(Dataset entries)
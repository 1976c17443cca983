//! Case-insensitive substring search over the lines of a [`LineFile`].
//!
//! A line matches a key when it is not blank and its lowercase form contains
//! the lowercase key. Blank or whitespace-only lines never match, not even
//! the empty key, which otherwise matches every line.
//!
//! # Usage
//!
//! ```rust,no_run
//! use linefile::file::LineFile;
//! use linefile::search::LineQuery;
//!
//! # fn main() -> Result<(), Box<dyn std::error::Error>> {
//! let file = LineFile::new("notes.txt")?;
//! let query = LineQuery::new(&file);
//!
//! let first = query.first(Some("todo"))?;
//! let all = query.all(Some("todo"))?.unwrap_or_default();
//! # Ok(())
//! # }
//! ```

use crate::file::{LineFile, LineFileError};
use log::trace;

/// A search over one file. Re-reads the file on every call.
pub struct LineQuery<'a> {
    file: &'a LineFile,
}

impl<'a> LineQuery<'a> {
    pub fn new(file: &'a LineFile) -> Self {
        Self { file }
    }

    /// First matching line in document order.
    ///
    /// Returns `Ok(None)` both for an absent key and when nothing matched.
    pub fn first(&self, key: Option<&str>) -> Result<Option<String>, LineFileError> {
        let Some(key) = key else {
            trace!("no search key for {}", self.file.path().display());
            return Ok(None);
        };

        let key = key.to_lowercase();
        Ok(self
            .file
            .read_lines()?
            .into_iter()
            .find(|line| matches_lowercase(line, &key)))
    }

    /// Every matching line in document order.
    ///
    /// `Ok(None)` when `key` is absent and no search was run; otherwise the
    /// matches, which may be empty.
    pub fn all(&self, key: Option<&str>) -> Result<Option<Vec<String>>, LineFileError> {
        let Some(key) = key else {
            trace!("no search key for {}", self.file.path().display());
            return Ok(None);
        };

        let key = key.to_lowercase();
        let found = self
            .file
            .read_lines()?
            .into_iter()
            .filter(|line| matches_lowercase(line, &key))
            .collect();
        Ok(Some(found))
    }
}

/// Whether `line` matches `key` under the search rules above.
pub fn matches(line: &str, key: &str) -> bool {
    matches_lowercase(line, &key.to_lowercase())
}

fn matches_lowercase(line: &str, lowered_key: &str) -> bool {
    !line.trim().is_empty() && line.to_lowercase().contains(lowered_key)
}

## Work required
Word for word, restate all of the records.

## Solution
repository 1976c17443cca983
//! Case-insensitive substring search over the lines of a [`LineFile`].
//!
//! A line matches a key when it is not blank and its lowercase form contains
//! the lowercase key. Blank or whitespace-only lines never match, not even
//! the empty key, which otherwise matches every line.
//!
//! # Usage
//!
//! ```rust,no_run
//! use linefile::file::LineFile;
//! use linefile::search::LineQuery;
//!
//! # fn main() -> Result<(), Box<dyn std::error::Error>> {
//! let file = LineFile::new("notes.txt")?;
//! let query = LineQuery::new(&file);
//!
//! let first = query.first(Some("todo"))?;
//! let all = query.all(Some("todo"))?.unwrap_or_default();
//! # Ok(())
//! # }
//! ```

use crate::file::{LineFile, LineFileError};
use log::trace;

/// A search over one file. Re-reads the file on every call.
pub struct LineQuery<'a> {
    file: &'a LineFile,
}

impl<'a> LineQuery<'a> {
    pub fn new(file: &'a LineFile) -> Self {
        Self { file }
    }

    /// First matching line in document order.
    ///
    /// Returns `Ok(None)` both for an absent key and when nothing matched.
    pub fn first(&self, key: Option<&str>) -> Result<Option<String>, LineFileError> {
        let Some(key) = key else {
            trace!("no search key for {}", self.file.path().display());
            return Ok(None);
        };

        let key = key.to_lowercase();
        Ok(self
            .file
            .read_lines()?
            .into_iter()
            .find(|line| matches_lowercase(line, &key)))
    }

    /// Every matching line in document order.
    ///
    /// `Ok(None)` when `key` is absent and no search was run; otherwise the
    /// matches, which may be empty.
    pub fn all(&self, key: Option<&str>) -> Result<Option<Vec<String>>, LineFileError> {
        let Some(key) = key else {
            trace!("no search key for {}", self.file.path().display());
            return Ok(None);
        };

        let key = key.to_lowercase();
        let found = self
            .file
            .read_lines()?
            .into_iter()
            .filter(|line| matches_lowercase(line, &key))
            .collect();
        Ok(Some(found))
    }
}

/// Whether `line` matches `key` under the search rules above.
pub fn matches(line: &str, key: &str) -> bool {
    matches_lowercase(line, &key.to_lowercase())
}

fn matches_lowercase(line: &str, lowered_key: &str) -> bool {
    !line.trim().is_empty() && line.to_lowercase().contains(lowered_key)
}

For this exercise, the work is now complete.